Task requirements
How many of the lines below hold "bool"? Only the number, please.

= = =

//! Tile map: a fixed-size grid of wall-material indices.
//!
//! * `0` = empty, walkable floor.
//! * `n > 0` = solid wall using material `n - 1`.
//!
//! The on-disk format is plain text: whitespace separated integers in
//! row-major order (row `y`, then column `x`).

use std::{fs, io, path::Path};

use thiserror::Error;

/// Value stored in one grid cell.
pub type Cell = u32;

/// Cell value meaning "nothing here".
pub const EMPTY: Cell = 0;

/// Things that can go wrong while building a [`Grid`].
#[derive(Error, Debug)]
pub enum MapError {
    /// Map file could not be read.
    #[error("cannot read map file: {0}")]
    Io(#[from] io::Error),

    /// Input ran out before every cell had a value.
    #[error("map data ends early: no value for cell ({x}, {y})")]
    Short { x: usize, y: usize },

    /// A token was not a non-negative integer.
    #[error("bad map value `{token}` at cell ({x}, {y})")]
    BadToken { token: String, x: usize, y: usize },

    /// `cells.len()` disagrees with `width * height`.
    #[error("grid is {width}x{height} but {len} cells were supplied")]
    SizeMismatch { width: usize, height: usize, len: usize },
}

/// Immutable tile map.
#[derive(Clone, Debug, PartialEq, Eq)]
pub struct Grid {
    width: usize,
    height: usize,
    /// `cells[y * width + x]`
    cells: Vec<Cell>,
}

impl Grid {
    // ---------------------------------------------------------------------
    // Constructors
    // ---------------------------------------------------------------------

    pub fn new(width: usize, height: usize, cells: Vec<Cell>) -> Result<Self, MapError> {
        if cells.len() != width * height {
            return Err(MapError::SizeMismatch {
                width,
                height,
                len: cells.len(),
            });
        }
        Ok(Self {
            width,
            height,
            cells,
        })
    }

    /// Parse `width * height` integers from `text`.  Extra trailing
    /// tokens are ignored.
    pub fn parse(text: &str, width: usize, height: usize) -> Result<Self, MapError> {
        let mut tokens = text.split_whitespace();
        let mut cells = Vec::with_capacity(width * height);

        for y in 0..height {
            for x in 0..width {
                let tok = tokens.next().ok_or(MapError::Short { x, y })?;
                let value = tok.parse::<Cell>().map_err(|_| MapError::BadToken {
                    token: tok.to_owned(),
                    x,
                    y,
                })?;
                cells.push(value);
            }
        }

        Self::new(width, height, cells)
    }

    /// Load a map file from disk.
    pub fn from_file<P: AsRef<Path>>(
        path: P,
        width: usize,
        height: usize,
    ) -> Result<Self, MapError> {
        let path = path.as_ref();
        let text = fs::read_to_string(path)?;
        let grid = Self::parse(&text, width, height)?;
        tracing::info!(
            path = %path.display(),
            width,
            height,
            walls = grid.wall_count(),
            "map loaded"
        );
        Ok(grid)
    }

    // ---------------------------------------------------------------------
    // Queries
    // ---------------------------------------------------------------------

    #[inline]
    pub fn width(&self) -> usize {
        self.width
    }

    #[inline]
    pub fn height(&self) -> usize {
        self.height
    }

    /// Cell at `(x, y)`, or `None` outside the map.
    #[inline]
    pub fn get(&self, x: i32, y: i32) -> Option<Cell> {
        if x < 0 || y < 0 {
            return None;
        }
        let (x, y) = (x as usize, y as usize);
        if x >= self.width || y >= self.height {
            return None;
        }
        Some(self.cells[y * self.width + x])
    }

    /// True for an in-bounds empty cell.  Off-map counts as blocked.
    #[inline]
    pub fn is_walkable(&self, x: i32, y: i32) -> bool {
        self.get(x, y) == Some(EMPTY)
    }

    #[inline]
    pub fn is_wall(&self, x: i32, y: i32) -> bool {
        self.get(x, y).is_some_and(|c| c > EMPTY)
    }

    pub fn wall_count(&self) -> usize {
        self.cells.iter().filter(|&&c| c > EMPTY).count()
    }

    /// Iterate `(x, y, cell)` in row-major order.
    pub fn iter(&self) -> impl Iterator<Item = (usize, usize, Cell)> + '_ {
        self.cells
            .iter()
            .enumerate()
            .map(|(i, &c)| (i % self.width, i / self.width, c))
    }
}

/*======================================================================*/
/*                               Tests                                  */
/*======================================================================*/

= = =

Answer to this exercise
2